Sagimet Biosciences (NASDAQ:SGMT) announced Monday that its China-based partner, Ascletis Pharma, reported positive topline results from a Phase 3 open-label safety study of denifanstat (ASC40) in patients with moderate to severe acne.
The 52-week data confirmed the oral, once-daily fatty acid synthase (FASN) inhibitor is well-tolerated and continues to show efficacy improvements well beyond the initial 12-week treatment period.
The study, which enrolled 240 subjects, met its primary safety endpoints with no drug-related serious adverse events (SAEs) or grade 3/4 side effects.
Only two adverse events occurred in more than 5% of patients: dry eye (5.5%) and dry skin (5.2%).
Notably, secondary efficacy results showed that patients experienced continued reductions in total and inflammatory lesion counts through the full year of treatment, strengthening the drug's position as a potential breakthrough in a market that has seen little innovation in decades.

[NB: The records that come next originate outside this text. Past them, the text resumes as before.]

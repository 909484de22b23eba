//! Uniform node access and a navigable, parent-aware view of a [`Document`].
//!
//! The owned AST only links containers to their children. [`Tree`] flattens
//! a borrowed document into an arena where every entry knows its parent by
//! index, so an action can find the rule it belongs to without the AST
//! holding back-references.

use crate::ast::{
    Action, CollectionSelector, Comment, CtlOption, Directive, Document, DocumentItem, Operator,
    VariableList, VariableSelector,
};
use crate::position::{Position, Positioned};
use crate::value::{ExpandableString, StringPart};

/// Capabilities shared by every AST node.
pub trait Node {
    /// Human-readable node name: a directive keyword, action name, variable
    /// name, ...
    fn name(&self) -> &str;

    /// Owned child nodes in source order.
    fn children(&self) -> Vec<NodeRef<'_>>;
}

/// A borrowed reference to any AST node.
#[derive(Debug, Clone, Copy, PartialEq)]
pub enum NodeRef<'a> {
    Document(&'a Document),
    Comment(&'a Comment),
    Directive(&'a Directive),
    VariableList(&'a VariableList),
    VariableSelector(&'a VariableSelector),
    CollectionSelector(&'a CollectionSelector),
    Operator(&'a Operator),
    Action(&'a Positioned<Action>),
    CtlOption(&'a CtlOption),
    ExpandableString(&'a ExpandableString),
    StringPart(&'a StringPart),
}

impl<'a> NodeRef<'a> {
    /// Source position, for the node kinds that record one.
    pub fn position(&self) -> Option<&'a Position> {
        match *self {
            NodeRef::Comment(c) => Some(&c.position),
            NodeRef::Directive(d) => Some(d.position()),
            NodeRef::VariableSelector(s) => Some(&s.position),
            NodeRef::Operator(o) => Some(&o.position),
            NodeRef::Action(a) => Some(&a.position),
            _ => None,
        }
    }

    pub fn as_directive(&self) -> Option<&'a Directive> {
        match *self {
            NodeRef::Directive(d) => Some(d),
            _ => None,
        }
    }

    pub fn as_action(&self) -> Option<&'a Positioned<Action>> {
        match *self {
            NodeRef::Action(a) => Some(a),
            _ => None,
        }
    }

    /// Like [`Node::children`], but the references live as long as the
    /// underlying AST rather than this `NodeRef`.
    pub fn child_refs(&self) -> Vec<NodeRef<'a>> {
        match *self {
            NodeRef::Document(d) => d
                .items
                .iter()
                .map(|item| match item {
                    DocumentItem::Comment(c) => NodeRef::Comment(c),
                    DocumentItem::Directive(d) => NodeRef::Directive(d),
                })
                .collect(),
            NodeRef::Comment(_) | NodeRef::CollectionSelector(_) | NodeRef::StringPart(_) => {
                Vec::new()
            }
            NodeRef::Directive(d) => match d {
                Directive::SecRule(rule) => {
                    let mut children = vec![
                        NodeRef::VariableList(&rule.variables),
                        NodeRef::Operator(&rule.operator),
                    ];
                    children.extend(rule.actions.iter().map(NodeRef::Action));
                    children
                }
                Directive::SecAction(action) | Directive::SecDefaultAction(action) => {
                    action.actions.iter().map(NodeRef::Action).collect()
                }
                _ => Vec::new(),
            },
            NodeRef::VariableList(list) => list.iter().map(NodeRef::VariableSelector).collect(),
            NodeRef::VariableSelector(s) => s
                .selector
                .iter()
                .map(NodeRef::CollectionSelector)
                .collect(),
            NodeRef::Operator(o) => o
                .kind
                .argument()
                .into_iter()
                .map(NodeRef::ExpandableString)
                .collect(),
            NodeRef::Action(a) => match &a.node {
                Action::Ctl(option) => vec![NodeRef::CtlOption(option)],
                action => action
                    .strings()
                    .into_iter()
                    .map(NodeRef::ExpandableString)
                    .collect(),
            },
            NodeRef::CtlOption(option) => option
                .target()
                .into_iter()
                .map(NodeRef::VariableSelector)
                .collect(),
            NodeRef::ExpandableString(s) => s.parts.iter().map(NodeRef::StringPart).collect(),
        }
    }
}

impl<'a> NodeRef<'a> {
    /// The node name with the lifetime of the underlying AST.
    pub fn label(self) -> &'a str {
        match self {
            NodeRef::Document(d) => d.name.as_str(),
            NodeRef::Comment(_) => "comment",
            NodeRef::Directive(d) => d.keyword(),
            NodeRef::VariableList(_) => "variables",
            NodeRef::VariableSelector(s) => s.variable.name(),
            NodeRef::CollectionSelector(CollectionSelector::Key(_)) => "key",
            NodeRef::CollectionSelector(CollectionSelector::Regex(_)) => "regex",
            NodeRef::Operator(o) => o.kind.name(),
            NodeRef::Action(a) => a.node.name(),
            NodeRef::CtlOption(option) => option.name(),
            NodeRef::ExpandableString(_) => "string",
            NodeRef::StringPart(StringPart::Literal(_)) => "literal",
            NodeRef::StringPart(StringPart::Macro(_)) => "macro",
        }
    }
}

impl Node for NodeRef<'_> {
    fn name(&self) -> &str {
        self.label()
    }

    fn children(&self) -> Vec<NodeRef<'_>> {
        self.child_refs()
    }
}

macro_rules! impl_node {
    ($($ty:ty => $variant:ident),* $(,)?) => {
        $(
            impl Node for $ty {
                fn name(&self) -> &str {
                    NodeRef::$variant(self).label()
                }

                fn children(&self) -> Vec<NodeRef<'_>> {
                    NodeRef::$variant(self).child_refs()
                }
            }
        )*
    };
}

impl_node! {
    Document => Document,
    Comment => Comment,
    Directive => Directive,
    VariableList => VariableList,
    VariableSelector => VariableSelector,
    CollectionSelector => CollectionSelector,
    Operator => Operator,
    Positioned<Action> => Action,
    CtlOption => CtlOption,
    ExpandableString => ExpandableString,
    StringPart => StringPart,
}

// =============================================================================
// Tree
// =============================================================================

/// Index of a node inside a [`Tree`].
#[derive(Debug, Clone, Copy, PartialEq, Eq, PartialOrd, Ord, Hash)]
pub struct NodeId(usize);

impl NodeId {
    pub fn index(self) -> usize {
        self.0
    }
}

#[derive(Debug)]
struct Entry<'a> {
    node: NodeRef<'a>,
    parent: Option<NodeId>,
    children: Vec<NodeId>,
}

/// Arena view of a document. Entries are stored in pre-order, so the root is
/// [`Tree::root`] and a node's descendants follow it.
#[derive(Debug)]
pub struct Tree<'a> {
    entries: Vec<Entry<'a>>,
}

impl<'a> Tree<'a> {
    pub fn new(document: &'a Document) -> Self {
        let mut tree = Tree {
            entries: Vec::new(),
        };
        tree.insert(NodeRef::Document(document), None);
        tree
    }

    fn insert(&mut self, node: NodeRef<'a>, parent: Option<NodeId>) -> NodeId {
        let id = NodeId(self.entries.len());
        self.entries.push(Entry {
            node,
            parent,
            children: Vec::new(),
        });
        for child in node.child_refs() {
            let child_id = self.insert(child, Some(id));
            self.entries[id.0].children.push(child_id);
        }
        id
    }

    pub fn root(&self) -> NodeId {
        NodeId(0)
    }

    pub fn len(&self) -> usize {
        self.entries.len()
    }

    pub fn is_empty(&self) -> bool {
        self.entries.is_empty()
    }

    pub fn get(&self, id: NodeId) -> Option<NodeRef<'a>> {
        self.entries.get(id.0).map(|e| e.node)
    }

    pub fn parent(&self, id: NodeId) -> Option<NodeId> {
        self.entries.get(id.0).and_then(|e| e.parent)
    }

    pub fn children(&self, id: NodeId) -> &[NodeId] {
        match self.entries.get(id.0) {
            Some(entry) => &entry.children,
            None => &[],
        }
    }

    /// Parent, grandparent, ... up to the root.
    pub fn ancestors(&self, id: NodeId) -> impl Iterator<Item = NodeId> + '_ {
        std::iter::successors(self.parent(id), move |&p| self.parent(p))
    }

    /// The directive containing `id` (or `id` itself if it is a directive).
    pub fn enclosing_directive(&self, id: NodeId) -> Option<&'a Directive> {
        std::iter::once(id)
            .chain(self.ancestors(id))
            .find_map(|n| self.get(n).and_then(|node| node.as_directive()))
    }

    /// All node ids in pre-order.
    pub fn ids(&self) -> impl Iterator<Item = NodeId> {
        (0..self.entries.len()).map(NodeId)
    }

    pub fn actions(&self) -> impl Iterator<Item = (NodeId, &'a Positioned<Action>)> + '_ {
        self.entries
            .iter()
            .enumerate()
            .filter_map(|(i, e)| e.node.as_action().map(|a| (NodeId(i), a)))
    }
}

impl Document {
    /// Build the parent-aware [`Tree`] view of this document.
    pub fn tree(&self) -> Tree<'_> {
        Tree::new(self)
    }
}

Denifanstat operates through a novel dual mechanism: it directly inhibits de novo lipogenesis (fat synthesis) to reduce sebum production in the skin and downregulates inflammatory cytokines.
While Ascletis is currently advancing the drug toward approval in China—with a New Drug Application (NDA) already accepted—Sagimet is leveraging these results to bolster its global pipeline.
Sagimet is primarily developing denifanstat for metabolic dysfunction-associated steatohepatitis (MASH), where it recently received FDA Breakthrough Therapy designation, but it also plans to initiate a U.S. Phase 2 trial for acne using its second FASN candidate, TVB-3567, later this year.